Data records:
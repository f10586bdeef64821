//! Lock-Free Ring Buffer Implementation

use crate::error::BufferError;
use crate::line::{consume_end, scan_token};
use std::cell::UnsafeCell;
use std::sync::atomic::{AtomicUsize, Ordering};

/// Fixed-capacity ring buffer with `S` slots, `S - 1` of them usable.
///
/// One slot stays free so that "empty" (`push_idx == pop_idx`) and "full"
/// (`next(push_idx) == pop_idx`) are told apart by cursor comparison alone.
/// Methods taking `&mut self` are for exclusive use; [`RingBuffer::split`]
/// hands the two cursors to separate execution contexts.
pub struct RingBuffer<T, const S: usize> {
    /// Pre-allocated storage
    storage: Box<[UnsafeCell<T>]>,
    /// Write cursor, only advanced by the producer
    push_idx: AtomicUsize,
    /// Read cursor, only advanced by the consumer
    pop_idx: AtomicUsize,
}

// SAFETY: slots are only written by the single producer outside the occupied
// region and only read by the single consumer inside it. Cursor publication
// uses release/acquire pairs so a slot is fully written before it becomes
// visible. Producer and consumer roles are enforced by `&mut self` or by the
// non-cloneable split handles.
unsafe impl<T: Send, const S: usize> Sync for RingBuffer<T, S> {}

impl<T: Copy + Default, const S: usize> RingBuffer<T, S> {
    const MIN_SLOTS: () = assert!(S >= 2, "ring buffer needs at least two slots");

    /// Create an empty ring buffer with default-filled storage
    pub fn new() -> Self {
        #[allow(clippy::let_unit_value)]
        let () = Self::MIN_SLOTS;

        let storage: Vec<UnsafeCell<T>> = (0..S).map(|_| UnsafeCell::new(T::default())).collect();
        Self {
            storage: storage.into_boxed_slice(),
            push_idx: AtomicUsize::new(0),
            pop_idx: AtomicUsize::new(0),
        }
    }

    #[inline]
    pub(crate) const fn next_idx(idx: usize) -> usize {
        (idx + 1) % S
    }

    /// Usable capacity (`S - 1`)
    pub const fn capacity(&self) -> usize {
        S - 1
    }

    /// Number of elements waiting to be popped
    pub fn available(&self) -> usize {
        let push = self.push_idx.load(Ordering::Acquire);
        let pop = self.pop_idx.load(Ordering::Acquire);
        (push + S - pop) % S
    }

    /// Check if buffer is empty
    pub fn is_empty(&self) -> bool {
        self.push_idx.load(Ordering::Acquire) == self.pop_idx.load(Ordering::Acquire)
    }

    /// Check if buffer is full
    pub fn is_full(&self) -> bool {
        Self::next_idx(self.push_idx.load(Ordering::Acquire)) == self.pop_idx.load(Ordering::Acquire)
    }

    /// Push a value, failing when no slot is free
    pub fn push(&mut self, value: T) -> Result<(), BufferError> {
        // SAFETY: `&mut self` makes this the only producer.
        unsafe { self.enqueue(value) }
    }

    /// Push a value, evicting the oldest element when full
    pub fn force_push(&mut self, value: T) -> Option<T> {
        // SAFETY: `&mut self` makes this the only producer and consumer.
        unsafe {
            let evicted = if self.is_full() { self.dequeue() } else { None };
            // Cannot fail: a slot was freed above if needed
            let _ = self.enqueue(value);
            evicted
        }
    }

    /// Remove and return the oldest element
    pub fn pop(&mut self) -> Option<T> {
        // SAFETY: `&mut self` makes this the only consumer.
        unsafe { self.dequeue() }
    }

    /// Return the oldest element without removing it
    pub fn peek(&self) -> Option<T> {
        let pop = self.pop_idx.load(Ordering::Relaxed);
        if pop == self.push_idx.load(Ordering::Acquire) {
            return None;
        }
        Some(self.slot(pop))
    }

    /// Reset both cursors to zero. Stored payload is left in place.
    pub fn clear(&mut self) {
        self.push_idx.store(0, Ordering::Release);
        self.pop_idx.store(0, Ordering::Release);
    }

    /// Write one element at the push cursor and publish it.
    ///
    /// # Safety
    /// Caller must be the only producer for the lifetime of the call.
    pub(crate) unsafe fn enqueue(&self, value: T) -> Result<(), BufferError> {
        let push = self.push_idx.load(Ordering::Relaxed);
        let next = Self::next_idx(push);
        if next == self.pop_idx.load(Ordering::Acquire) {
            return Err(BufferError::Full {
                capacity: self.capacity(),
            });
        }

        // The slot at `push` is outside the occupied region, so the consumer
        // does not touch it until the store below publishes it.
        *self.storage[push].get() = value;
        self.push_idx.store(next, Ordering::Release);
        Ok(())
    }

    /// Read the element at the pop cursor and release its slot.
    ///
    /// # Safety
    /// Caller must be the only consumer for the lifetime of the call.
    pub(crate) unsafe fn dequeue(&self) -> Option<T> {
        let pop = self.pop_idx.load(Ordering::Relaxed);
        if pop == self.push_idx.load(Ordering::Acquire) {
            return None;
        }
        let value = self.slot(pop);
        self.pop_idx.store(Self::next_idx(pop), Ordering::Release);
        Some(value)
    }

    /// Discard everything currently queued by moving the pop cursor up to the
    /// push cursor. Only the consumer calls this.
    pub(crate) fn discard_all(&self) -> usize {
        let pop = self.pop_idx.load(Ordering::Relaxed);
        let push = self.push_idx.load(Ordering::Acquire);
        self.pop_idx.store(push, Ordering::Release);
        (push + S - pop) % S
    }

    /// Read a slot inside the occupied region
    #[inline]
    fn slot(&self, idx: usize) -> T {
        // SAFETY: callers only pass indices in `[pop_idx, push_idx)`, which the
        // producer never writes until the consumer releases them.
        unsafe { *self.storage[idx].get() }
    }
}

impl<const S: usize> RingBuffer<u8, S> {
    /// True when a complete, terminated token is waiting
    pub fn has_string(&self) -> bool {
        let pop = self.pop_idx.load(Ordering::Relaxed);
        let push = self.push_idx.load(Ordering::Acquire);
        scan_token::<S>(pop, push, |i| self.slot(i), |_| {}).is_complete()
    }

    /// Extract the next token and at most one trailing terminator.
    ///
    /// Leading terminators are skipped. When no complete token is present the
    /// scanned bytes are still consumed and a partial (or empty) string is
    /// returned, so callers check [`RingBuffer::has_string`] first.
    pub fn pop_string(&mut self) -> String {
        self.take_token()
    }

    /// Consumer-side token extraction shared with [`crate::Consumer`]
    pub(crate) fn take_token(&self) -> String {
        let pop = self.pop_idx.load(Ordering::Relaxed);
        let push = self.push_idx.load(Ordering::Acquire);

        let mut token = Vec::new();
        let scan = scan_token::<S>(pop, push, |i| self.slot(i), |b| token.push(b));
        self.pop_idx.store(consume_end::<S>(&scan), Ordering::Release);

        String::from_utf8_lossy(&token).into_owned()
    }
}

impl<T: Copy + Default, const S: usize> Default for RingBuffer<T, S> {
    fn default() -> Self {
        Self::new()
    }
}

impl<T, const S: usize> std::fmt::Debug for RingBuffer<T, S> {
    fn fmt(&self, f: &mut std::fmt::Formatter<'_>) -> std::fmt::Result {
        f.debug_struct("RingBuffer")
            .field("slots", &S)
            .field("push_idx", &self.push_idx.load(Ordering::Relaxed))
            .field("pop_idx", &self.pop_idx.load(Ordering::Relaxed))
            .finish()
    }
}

What to produce: Note every line of the records that holds the word "advanced", and copy it.

Answer to this task:
    /// Write cursor, only advanced by the producer
    /// Read cursor, only advanced by the consumer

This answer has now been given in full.